SignalP 5.0 is a deep neural network-based method combined with conditional random field classification and optimized transfer learning for improved SP prediction. SignalP 5.0 can differentiate between “standard” signal peptides translocated by the Sec translocon (Sec/SPI) and “Tat” (Twin-Arginine Translocation) signal peptides translocated by the Tat translocon (Tat/SPI) in Bacteria. In general, SignalP 5.0 distinguishes three types of signal peptides in prokaryotes: Sec substrates cleaved by SPase I (Sec/SPI), Sec substrates cleaved by SPase II (Sec/SPII), and Tat substrates cleaved by SPase I (Tat/SPI). SignalP 5.0 is available at http://www.cbs.dtu.dk/services/SignalP/index.php (Armenteros et al. 2019). To apply all webservers, each signal peptide was linked to the N-terminal of GAD amino acid sequence so that methionine residues were put in between SP and GAD amino acid sequence.
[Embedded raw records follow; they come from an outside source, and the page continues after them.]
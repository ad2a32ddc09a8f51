//! mp-cli library
//!
//! Command parsing and execution for the `marketplace` binary, exported so the
//! commands can be driven against a stubbed API in tests.

pub mod cli;
pub mod commands;
pub mod error;
pub mod logger;
pub mod runner;


pub use cli::Cli;
pub use commands::Commands;
pub use error::{CliError, Result};
pub use runner::{Runner, connect};
//! Directory-backed store: one file per key.

use crate::{KeyValueStore, Result as SessionResult, SessionError};

use std::fs;
use std::io::{ErrorKind, Write};
use std::path::{Path, PathBuf};
use std::sync::atomic::{AtomicU64, Ordering};

use log::debug;

/// Distinguishes temp files of overlapping writes within one process
static TEMP_SEQ: AtomicU64 = AtomicU64::new(0);

/// Persists each key as a file named after the key inside `dir`.
///
/// Writes are atomic: unique temp file, fsync, rename. The directory is created on
/// first write.
#[derive(Debug, Clone)]
pub struct FileStore {
    dir: PathBuf,
}

impl FileStore {
    pub fn new(dir: impl Into<PathBuf>) -> Self {
        Self { dir: dir.into() }
    }

    pub fn dir(&self) -> &Path {
        &self.dir
    }

    /// Keys become file names, so only `[A-Za-z0-9_.-]` is allowed and no leading dot.
    fn path_for(&self, key: &str) -> SessionResult<PathBuf> {
        let valid = !key.is_empty()
            && !key.starts_with('.')
            && key
                .chars()
                .all(|c| c.is_ascii_alphanumeric() || matches!(c, '_' | '-' | '.'));

        if !valid {
            return Err(SessionError::invalid_key(key));
        }

        Ok(self.dir.join(key))
    }
}

impl KeyValueStore for FileStore {
    fn get(&self, key: &str) -> SessionResult<Option<String>> {
        let path = self.path_for(key)?;

        let bytes = match fs::read(&path) {
            Ok(bytes) => bytes,
            Err(e) if e.kind() == ErrorKind::NotFound => return Ok(None),
            Err(e) => return Err(SessionError::storage(key, path, e)),
        };

        String::from_utf8(bytes)
            .map(Some)
            .map_err(|_| SessionError::malformed(key, path))
    }

    fn set(&self, key: &str, value: &str) -> SessionResult<()> {
        let final_path = self.path_for(key)?;

        fs::create_dir_all(&self.dir)
            .map_err(|e| SessionError::storage(key, self.dir.clone(), e))?;

        let seq = TEMP_SEQ.fetch_add(1, Ordering::Relaxed);
        let temp_path = self
            .dir
            .join(format!(".{key}.tmp.{}.{seq}", std::process::id()));

        {
            let mut file = fs::File::create(&temp_path)
                .map_err(|e| SessionError::storage(key, temp_path.clone(), e))?;

            file.write_all(value.as_bytes())
                .map_err(|e| SessionError::storage(key, temp_path.clone(), e))?;

            file.sync_all()
                .map_err(|e| SessionError::storage(key, temp_path.clone(), e))?;
        }

        fs::rename(&temp_path, &final_path).map_err(|e| {
            let _ = fs::remove_file(&temp_path);
            SessionError::storage(key, final_path.clone(), e)
        })?;

        debug!("Stored key '{key}' at {}", final_path.display());
        Ok(())
    }

    fn remove(&self, key: &str) -> SessionResult<()> {
        let path = self.path_for(key)?;

        match fs::remove_file(&path) {
            Ok(()) => {
                debug!("Removed key '{key}'");
                Ok(())
            }
            Err(e) if e.kind() == ErrorKind::NotFound => Ok(()),
            Err(e) => Err(SessionError::storage(key, path, e)),
        }
    }
}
SignalP 5.0 had MCCs of 0.907, 0.960 and 0.981 for predicting Sec/SPI SPs, Sec/SPII,Tat/SPI SPs for Gram-negative bacteria, respectively. Also, Regarding CS precision, the performance of SignalP 5.0 varies between 0.630 and 0.970, whereas its CS recall varies between 0.579 and 0.970. SignalP 5.0 performs as well as PRED-TAT for predicting Tat/SPI SPs in Gram-negative bacteria. SignalP 5.0 displayed the highest CS precision and CS recall scores in Gram-negative bacteria. Finally, SignalP 5.0 has the best SP discrimination in the Sec and Tat pathways (Armenteros et al. 2019).
Results and Discussion
Predicting Subcellular Localization of GAD Connected to Different Signal Peptides
ProtCompB webserver was used for predicting the subcellular location of GAD connected to different signal peptides. The predicted localization site of our protein with all signal peptides is shown in supplement’s Table 3. According to the Sub-cellular localization analysis results, it can be seen that among 127 SPs, the final localization site for 13 signal peptides (RZOR, FAED, Bla, ccmH, cexE, dsbG, pspE, torT, eglS, yehD, ASPG_ERWCH, yiiX, and bcsB) were in the outer Membrane space (Table 4).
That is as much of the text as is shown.